We are in control.
If not of everyone else, then of ourselves. It is a blessing because, as human beings, we are prone to judging others based on how we perceive them. Although overcoming this baser instinct is difficult, it is not impossible. The gift of being in control is that we are capable of change.
Sometimes, change is needed.
I’ve heard students claim that they like the school itself, they just don’t like the people. It is a common phrase, however vague it may be, and it should be altered.
From talking with many of my classmates and friends, I have discovered that a shockingly large number of students agree with this statement.
People stutter when asked to explain. I’ve heard some people take the statement back completely.
Others try to justify the statement with judgments: “It’s just… just that… Well, I heard some freshman girls talking about who’s a better kisser.”
The rest retreat to a more shadowed, safer path by claiming that other students are “disrespectful” and “cliquey.”
All in all, I have found that when these students are asked to explain why they claim to dislike the people at GBN, the explanations are half-baked and I am left with my curiosity raging unabated.
GBN is a brilliant institution. The building is beautiful, the teachers are helpful and there are an ample amount of activities and clubs to join. But what makes an institution isn’t the organization of it. It isn’t the way classes are run, the clubs or the physical nature of the building. No, it’s the people who are a part of it, who influence it.

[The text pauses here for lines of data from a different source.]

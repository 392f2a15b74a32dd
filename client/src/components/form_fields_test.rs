use super::*;

#[test]
fn parse_optional_number_accepts_trimmed_integers() {
    assert_eq!(parse_optional_number::<i64>(" 12 "), Some(12));
    assert_eq!(parse_optional_number::<u32>("5"), Some(5));
}

#[test]
fn parse_optional_number_clears_on_blank_or_garbage() {
    assert_eq!(parse_optional_number::<i64>(""), None);
    assert_eq!(parse_optional_number::<i64>("abc"), None);
    assert_eq!(parse_optional_number::<u32>("-3"), None);
}

#[test]
fn format_optional_number_blank_when_none() {
    assert_eq!(format_optional_number::<i64>(None), "");
    assert_eq!(format_optional_number(Some(7_i64)), "7");
}

#[test]
fn options_pair_value_and_label() {
    assert_eq!(options(["a", "b"]), vec![("a".to_owned(), "a".to_owned()), ("b".to_owned(), "b".to_owned())]);
}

How we act and behave affects the environment around us, especially at school. If someone walks around thinking that everybody around them exudes a hazy cloud that reeks of snobbery and rudeness then that’s what they’ll find. We see what we want to see. So, if we believe that someone is, say, “weird” because of a post of theirs we read on Facebook or because of how they happen to dress, then that is how we will see them.
The environment is, thus, affected by our judgments. People who say they don’t like their peers seem to sit, high and mighty, with a golden gavel in hand, passing their judgments without knowing the full situation. From what I’ve heard and witnessed, many of the students who think this way have come to the conclusion that they do not like the majority of the student body through snap judgments and hearsay, an ever-reliable medium.
When people decide to join GBN’s fast growing supreme court, they close themselves off from everybody around them. All potential friends. Our perceptions generate our truths and these truths can, if we let them, make us close-minded and closed off.
Do you even know the people you claim to dislike? Some of them, maybe, but certainly not all of them. It is as if we are so disengaged from those around us, so wrapped up in ourselves that we allow our perceptions to cloud our vision.
It is possible that maybe, if we hold back from announcing our final verdict, we’ll see a person behaving in a way that is at odds with our perception. We’ll learn that the girl who blurts out rude, obnoxious comments is just trying to fit in or that the boy who seems to keep to himself just doesn’t know to approach people.
We are in control and can curb our judgments.
I love school in a way that encompasses both the institution and the people I have surrounded myself with. I try to remind myself that if someone acts in a way that I deem rude or weird, it’s not my place to judge them. I don’t even know the them.
In light of everything, maybe the idea of liking the school and not the people ought to be altered to this: “I like the school itself and I like many of the people in the school. Those who I don’t like, well, I just don’t know.”
Keep your minds open, friends, or you may never know what’s right in front of your nose.